Na semana em que contou 330 mil mortes vítimas de covid-19, o Brasil se vê diante de uma série de atitudes de agentes do Executivo e do Judiciário que, longe de uma atitude proativa em respeito aos mais de 30 mil internados em UTIs, em centenas de hospitais, acabam amplificando um debate carregado de informações equivocadas e decisões que só confundem gestores e cidadãos aflitos.
A decisão do ministro do Supremo Tribunal Federal (STF), Kassio Marques, para todo o País, apesar de os autores da ação terem pedido a suspensão de decretos de alguns municípios específicos que proíbem celebrações religiosas, repõe um embate no STF que parecia solucionado.
Desde fevereiro, inclusive com voto do próprio ministro Marques, que a Associação Nacional de Juristas Evangélicos (Anajure) teve uma ação semelhante negada porque por unanimidade entendeu não cumpria com os requisitos para ingressar com a ação direta no STF.
Entretanto, o ministro decidiu neste sábado (3) que mesmo ante o contexto pandêmico que vivenciamos, que existia essencialidade da atividade religiosa, responsável, entre outras funções, por conferir acolhimento e conforto espiritual.
Mas, independentemente, da divergência que sua decisão pode provocar na sociedade nos próximos dias, a decisão do ministro, fartamente replicada nas redes sociais de apoio ao governo Bolsonaro, não foi um fato isolado.
Também, neste final de semana, o ministro das Comunicações, Fabio Faria, se encarregou de acrescentar mais uma informação polêmica ao informar através de um vídeo no Twitter, replicado pela Embratur, que o Governo Federal já tinha entregado 42.956.226 de doses com os estados aplicado apenas 20.894.140 doses induzindo ao questionamento de que os estados estariam retendo os imunizantes.

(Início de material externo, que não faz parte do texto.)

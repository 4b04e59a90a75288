use std::path::PathBuf;

use anyhow::Context as _;
use nyulnorm_core::{
    config::{DEFAULT_I_MAX, DEFAULT_I_MIN, TrainConfig},
    mapping::IntensityMapper,
    tail::TailMode,
};
use tracing::{info, warn};

use crate::{
    command::{
        apply::standardize_images,
        train::{percentile_set, print_model_summary, train_model},
    },
    model::standardization_model::{DEFAULT_MODEL_FILE_NAME, StandardizationModel},
    util::{self, Output},
};

#[derive(Default, Debug, Clone, clap::Args)]
pub(crate) struct RunArg {
    /// Folder containing the images to train on and standardize
    #[arg(long)]
    pub(super) input_dir: PathBuf,
    /// Folder for the standardized images (default: `<input-dir>/standardized_data`)
    #[arg(long)]
    pub(super) output_dir: Option<PathBuf>,
    /// Model file to reuse, or to create if missing (default: inside the output folder)
    #[arg(long)]
    pub(super) model: Option<PathBuf>,
    /// Train and map slice by slice along the third axis
    #[arg(long)]
    pub(super) per_slice: bool,
    /// Model for intensities above the highest landmark (exp, linear or flat)
    #[arg(long, default_value = "exp")]
    pub(super) tail: TailMode,
    /// Lower bound of the standard intensity space
    #[arg(long, default_value_t = DEFAULT_I_MIN, allow_negative_numbers = true)]
    pub(super) i_min: f64,
    /// Upper bound of the standard intensity space
    #[arg(long, default_value_t = DEFAULT_I_MAX, allow_negative_numbers = true)]
    pub(super) i_max: f64,
    /// Comma-separated percentile ranks [default: 1,10,20,30,40,50,60,70,80,90,99]
    #[arg(long, value_delimiter = ',')]
    pub(super) percentiles: Option<Vec<f64>>,
}

/// Trains on the input folder unless the model file already exists, then
/// standardizes every input image with it.
pub(crate) fn run(arg: &RunArg) -> anyhow::Result<()> {
    let RunArg {
        input_dir,
        output_dir,
        model,
        per_slice,
        tail,
        i_min,
        i_max,
        percentiles,
    } = arg;

    let images = util::list_images(input_dir)?;
    if images.is_empty() {
        info!("No image found in {}", input_dir.display());
        return Ok(());
    }
    let output_dir = util::resolve_output_dir(input_dir, output_dir.as_deref())?;
    let model_path = model
        .clone()
        .unwrap_or_else(|| output_dir.join(DEFAULT_MODEL_FILE_NAME));

    let model = if model_path.is_file() {
        info!("Using existing model {}", model_path.display());
        let model = StandardizationModel::open(&model_path)?;
        if let Some(ranks) = percentiles {
            let expected = percentile_set(Some(ranks.as_slice()))?;
            IntensityMapper::with_expected_percentiles(&model.landmarks, *tail, &expected)
                .with_context(|| format!("Model {} cannot be applied", model_path.display()))?;
        }
        if model.per_slice != *per_slice {
            warn!(
                "Model {} was trained {}, but {} mapping was requested",
                model_path.display(),
                if model.per_slice { "per slice" } else { "per volume" },
                if *per_slice { "per-slice" } else { "per-volume" },
            );
        }
        model
    } else {
        let config = TrainConfig {
            i_min: *i_min,
            i_max: *i_max,
            per_slice: *per_slice,
            percentiles: percentile_set(percentiles.as_deref())?,
        };
        let model = train_model(&images, config)?;
        Output::save_json(&model, Some(model_path.clone()))?;

        eprintln!();
        eprintln!("Model saved successfully");
        eprintln!("  Path: {}", model_path.display());
        print_model_summary(&model);
        model
    };

    standardize_images(&images, &model, &output_dir, *tail, *per_slice)
}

A informação não ajuda ao angustiado cidadão, eleitor e contribuinte entender o que acontece diante da tragédia sanitária que Brasil vive e sem perspectiva de redução nas próximas semanas embora seja facilmente explicável.
A “diferença” apontada por Faria se dá porque, por decisão técnica do próprio Ministério da Saúde, tão logo o Instituto Butantan começou a fazer as entregas dos imunizantes, a recomendação expressa foi de reservar a segunda dose que deve ser aplicada em três semanas.

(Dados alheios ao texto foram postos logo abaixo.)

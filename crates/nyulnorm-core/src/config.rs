use crate::landmarks::PercentileSet;

/// Default lower bound of the standard intensity space.
pub const DEFAULT_I_MIN: f64 = 0.0;
/// Default upper bound of the standard intensity space.
pub const DEFAULT_I_MAX: f64 = 1000.0;

/// Axis along which per-slice mode cuts volumes into 2D slices.
pub const SLICE_AXIS: usize = 2;

/// Training parameters.
#[derive(Debug, Clone, PartialEq)]
pub struct TrainConfig {
    /// Standard-space value the first landmark of every object is mapped to
    pub i_min: f64,
    /// Standard-space value the last landmark of every object is mapped to
    pub i_max: f64,
    /// Learn from every slice along [`SLICE_AXIS`] instead of whole volumes.
    ///
    /// The caller is responsible for that axis being anatomically meaningful
    /// (e.g. superior to inferior for axial slices).
    pub per_slice: bool,
    pub percentiles: PercentileSet,
}

impl Default for TrainConfig {
    fn default() -> Self {
        Self {
            i_min: DEFAULT_I_MIN,
            i_max: DEFAULT_I_MAX,
            per_slice: false,
            percentiles: PercentileSet::standard(),
        }
    }
}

Como até agora a Coronavac é a vacina que está sendo aplicada em quase 90% dos brasileiros é perfeitamente explicável que, ao menos 18 milhões de doses, estejam mesmo guardadas para serem aplicadas nos próximos dias.
O número atual é menor porque, como se sabe, no mesmo dia em que Faria colocou seu vídeo, o Conselho de Secretário de Saúde informou que 5.223.544 pessoas já tinham recebido a segunda dose. A conta, portanto, é bem simples. Quase 80% da diferença se deve ao fato de Estados e municípios guardarem as vacinas para a segunda dose.

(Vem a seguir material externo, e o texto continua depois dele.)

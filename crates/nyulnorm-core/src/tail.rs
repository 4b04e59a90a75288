//! Extrapolation models for intensities outside the landmark range
//!
//! Both models are fitted from two (raw intensity, standard value) landmark
//! pairs. The linear model continues the local trend indefinitely; the
//! exponential model follows the local slope near the second pair and bends
//! toward an asymptote:
//!
//! ```text
//! m     = (y2 - y1) / (x2 - x1)
//! b     = y1 - m * x1
//! omega = m * x2 - s + b
//! y     = s + beta * exp(gamma * x),  beta = omega * exp(-m * x2 / omega),  gamma = m / omega
//! ```

use serde::{Deserialize, Serialize};

#[derive(Debug, Clone, PartialEq, derive_more::Display, derive_more::Error)]
pub enum ExtrapolationError {
    #[display("cannot fit a line through landmarks at the same intensity ({x})")]
    DegenerateLinear { x: f64 },
    #[display(
        "exponential tail is undefined: the local trend at intensity {x2} meets the asymptote \
         {asymptote} (omega = {omega})"
    )]
    DegenerateExponential { x2: f64, asymptote: f64, omega: f64 },
}

/// Policy for intensities above the highest landmark.
///
/// Intensities below the lowest landmark always use the exponential model.
#[derive(
    Default,
    Debug,
    Clone,
    Copy,
    PartialEq,
    Eq,
    derive_more::Display,
    derive_more::FromStr,
    Serialize,
    Deserialize,
)]
#[serde(rename_all = "lowercase")]
pub enum TailMode {
    /// Exponential approach toward the table's highest value
    #[default]
    #[display("exp")]
    Exp,
    /// Unbounded line through the two highest landmark pairs
    #[display("linear")]
    Linear,
    /// Constant at the table's highest value
    #[display("flat")]
    Flat,
}

/// Straight line `y = slope * x + intercept` through two landmark pairs.
#[derive(Debug, Clone, Copy, PartialEq)]
pub struct LinearTail {
    pub slope: f64,
    pub intercept: f64,
}

impl LinearTail {
    /// ```
    /// use nyulnorm_core::tail::LinearTail;
    ///
    /// let line = LinearTail::fit((10.0, 100.0), (20.0, 300.0))?;
    /// assert_eq!(line.eval(30.0), 500.0);
    /// # Ok::<(), nyulnorm_core::tail::ExtrapolationError>(())
    /// ```
    pub fn fit((x1, y1): (f64, f64), (x2, y2): (f64, f64)) -> Result<Self, ExtrapolationError> {
        let slope = (y2 - y1) / (x2 - x1);
        if !slope.is_finite() {
            return Err(ExtrapolationError::DegenerateLinear { x: x1 });
        }
        let intercept = y1 - slope * x1;
        Ok(Self { slope, intercept })
    }

    #[must_use]
    pub fn eval(&self, x: f64) -> f64 {
        self.slope * x + self.intercept
    }
}

/// Exponential curve `y = alpha + beta * exp(gamma * x)` with `alpha` the
/// asymptote.
#[derive(Debug, Clone, Copy, PartialEq)]
pub struct ExponentialTail {
    alpha: f64,
    omega: f64,
    gamma: f64,
    /// Intensity of the second landmark pair; `beta * exp(gamma * x)` is
    /// evaluated as `omega * exp(gamma * (x - pivot))` to keep `beta` from
    /// overflowing for large intensities.
    pivot: f64,
}

impl ExponentialTail {
    /// Fits the curve on two landmark pairs and a target asymptote.
    ///
    /// ```
    /// use nyulnorm_core::tail::ExponentialTail;
    ///
    /// // upper tail: local trend rises toward 1000
    /// let tail = ExponentialTail::fit((800.0, 800.0), (900.0, 900.0), 1000.0)?;
    /// assert!((tail.eval(900.0) - 900.0).abs() < 1e-9);
    /// assert!(tail.eval(1e6) <= 1000.0);
    /// # Ok::<(), nyulnorm_core::tail::ExtrapolationError>(())
    /// ```
    pub fn fit(
        first: (f64, f64),
        second: (f64, f64),
        asymptote: f64,
    ) -> Result<Self, ExtrapolationError> {
        let line = LinearTail::fit(first, second)?;
        let (x2, _) = second;
        let omega = line.slope * x2 - asymptote + line.intercept;
        let gamma = line.slope / omega;
        if omega == 0.0 || !omega.is_finite() || !gamma.is_finite() {
            return Err(ExtrapolationError::DegenerateExponential {
                x2,
                asymptote,
                omega,
            });
        }
        Ok(Self {
            alpha: asymptote,
            omega,
            gamma,
            pivot: x2,
        })
    }

    #[must_use]
    pub fn alpha(&self) -> f64 {
        self.alpha
    }

    /// `omega * exp(-m * x2 / omega)`; may overflow to infinity for large
    /// intensities even though [`Self::eval`] stays finite.
    #[must_use]
    pub fn beta(&self) -> f64 {
        self.omega * (-self.gamma * self.pivot).exp()
    }

    #[must_use]
    pub fn gamma(&self) -> f64 {
        self.gamma
    }

    #[must_use]
    pub fn eval(&self, x: f64) -> f64 {
        self.alpha + self.omega * (self.gamma * (x - self.pivot)).exp()
    }
}

/// Model used above the highest landmark, chosen by [`TailMode`].
#[derive(Debug, Clone, Copy, PartialEq)]
pub enum UpperTail {
    Exponential(ExponentialTail),
    Linear(LinearTail),
    Flat(f64),
}

impl UpperTail {
    #[must_use]
    pub fn eval(&self, x: f64) -> f64 {
        match self {
            Self::Exponential(tail) => tail.eval(x),
            Self::Linear(tail) => tail.eval(x),
            Self::Flat(value) => *value,
        }
    }
}

#[cfg(test)]
mod tests {
    use approx::assert_abs_diff_eq;

    use super::*;

    #[test]
    fn test_tail_mode_parsing() {
        assert_eq!("exp".parse::<TailMode>().unwrap(), TailMode::Exp);
        assert_eq!("linear".parse::<TailMode>().unwrap(), TailMode::Linear);
        assert_eq!("flat".parse::<TailMode>().unwrap(), TailMode::Flat);
        assert!("cubic".parse::<TailMode>().is_err());
        assert!("".parse::<TailMode>().is_err());
        assert_eq!(TailMode::default(), TailMode::Exp);
    }

    #[test]
    fn test_tail_mode_display_round_trips() {
        for mode in [TailMode::Exp, TailMode::Linear, TailMode::Flat] {
            assert_eq!(mode.to_string().parse::<TailMode>().unwrap(), mode);
        }
    }

    #[test]
    fn test_linear_fit_rejects_coincident_intensities() {
        assert_eq!(
            LinearTail::fit((5.0, 1.0), (5.0, 2.0)),
            Err(ExtrapolationError::DegenerateLinear { x: 5.0 })
        );
    }

    #[test]
    fn test_exponential_parameters() {
        // m = 2, b = -10, omega = 2 * 20 - 0 - 10 = 30
        let tail = ExponentialTail::fit((10.0, 10.0), (20.0, 30.0), 0.0).unwrap();
        assert_abs_diff_eq!(tail.alpha(), 0.0);
        assert_abs_diff_eq!(tail.gamma(), 2.0 / 30.0, epsilon = 1e-12);
        assert_abs_diff_eq!(
            tail.beta(),
            30.0 * (-2.0_f64 * 20.0 / 30.0).exp(),
            epsilon = 1e-12
        );
        for x in [-50.0, 0.0, 5.0, 10.0] {
            let direct = tail.alpha() + tail.beta() * (tail.gamma() * x).exp();
            assert_abs_diff_eq!(tail.eval(x), direct, epsilon = 1e-9);
        }
    }

    #[test]
    fn test_lower_tail_approaches_asymptote_from_above() {
        let tail = ExponentialTail::fit((10.0, 0.0), (50.0, 100.0), 0.0).unwrap();
        let mut previous = tail.eval(10.0);
        for x in [5.0, 0.0, -10.0, -100.0, -1000.0] {
            let y = tail.eval(x);
            assert!(y.is_finite());
            assert!(y >= 0.0);
            assert!(y <= previous);
            previous = y;
        }
        assert_abs_diff_eq!(tail.eval(-1e6), 0.0, epsilon = 1e-9);
    }

    #[test]
    fn test_upper_tail_approaches_asymptote_from_below() {
        let tail = ExponentialTail::fit((800.0, 780.0), (900.0, 880.0), 1000.0).unwrap();
        assert_abs_diff_eq!(tail.eval(900.0), 880.0, epsilon = 1e-9);
        let mut previous = tail.eval(950.0);
        for x in [1000.0, 2000.0, 1e5, 1e9] {
            let y = tail.eval(x);
            assert!(y.is_finite());
            assert!(y <= 1000.0);
            assert!(y >= previous);
            previous = y;
        }
        assert_abs_diff_eq!(tail.eval(1e9), 1000.0, epsilon = 1e-9);
    }

    #[test]
    fn test_exponential_fit_detects_vanishing_omega() {
        // the line through both pairs reaches the asymptote exactly at x2
        let err = ExponentialTail::fit((90.0, 800.0), (100.0, 1000.0), 1000.0).unwrap_err();
        assert!(matches!(
            err,
            ExtrapolationError::DegenerateExponential { omega, .. } if omega == 0.0
        ));
    }

    #[test]
    fn test_eval_stays_finite_where_beta_overflows() {
        let tail = ExponentialTail::fit((99_990.0, 890.0), (100_000.0, 900.0), 1000.0).unwrap();
        assert!(tail.beta().is_infinite());
        assert!(tail.eval(120_000.0).is_finite());
    }

    #[test]
    fn test_upper_tail_variants() {
        let line = LinearTail::fit((0.0, 0.0), (1.0, 2.0)).unwrap();
        assert_eq!(UpperTail::Linear(line).eval(3.0), 6.0);
        assert_eq!(UpperTail::Flat(1000.0).eval(1e9), 1000.0);
    }
}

Essa diferença é uma coisa boa para o Programa Nacional de Imunização. Quer dizer responsabilidade dos gestores, atitude que não tem o apreço do ministro.
O que seria, de fato, preocupante era se não existisse essa reserva. O perigo seria se os prefeitos e govenadores já tivessem aplicado as vacinas uma vez que o Ministério da Saúde vem toda semana reduzindo o cronograma de entregas semanais.
Essa “diferença” denunciada pelo ministro nos remete a uma questão central: Como estariam prefeitos e governadores se tivessem confiado na previsão de 38 milhões de vacinas entregues em março do então ministro Eduardo Pazuello quando apenas 27 milhões forma entregues?
O problema de uma informação como a do ministro é o potencial de dúvida que ela provoca no cidadão. É natural que ele acredite que está havendo retenção. Afinal, é uma informação do Governo Federal.
Ela também desvia a questão para uma não decisão do Governo Federal ano passado ao não adquiri outras vacinas que não a AstraZeneca. E desvia o foco de uma decisão de concentrar as apostas num único imunizante. E isso nos remete a uma perturbadora questão. O que estaria acontecendo ao Brasil se o Governo de São Paulo não tivesse comprado as vacinas através do Instituto Butantã?
A questão da desinformação, ou da propagação de fake News já foi estudada por dezenas de pesquisadores internacionais e não é um fenômeno brasileiro. E mesmo na pandemia do coronavírus não foi um tema visitado apenas pelo presidente Jair Bolsonaro.
O então presidente dos Estados Unidos, Donald Trump, produziu informações que levaram a 522 mil disseminações de informações incorretas sobre o coronavírus segundo a universidade particular em Ithaca, no estado de Nova York.
Num outro estudo, desta vez da Universidade Cornell, em apenas 16,4% dos casos de desinformação generalizada houve uma checagem jornalística dos fatos. A maioria dessas informações falsas foi disseminada sem o menor questionamento ou correção.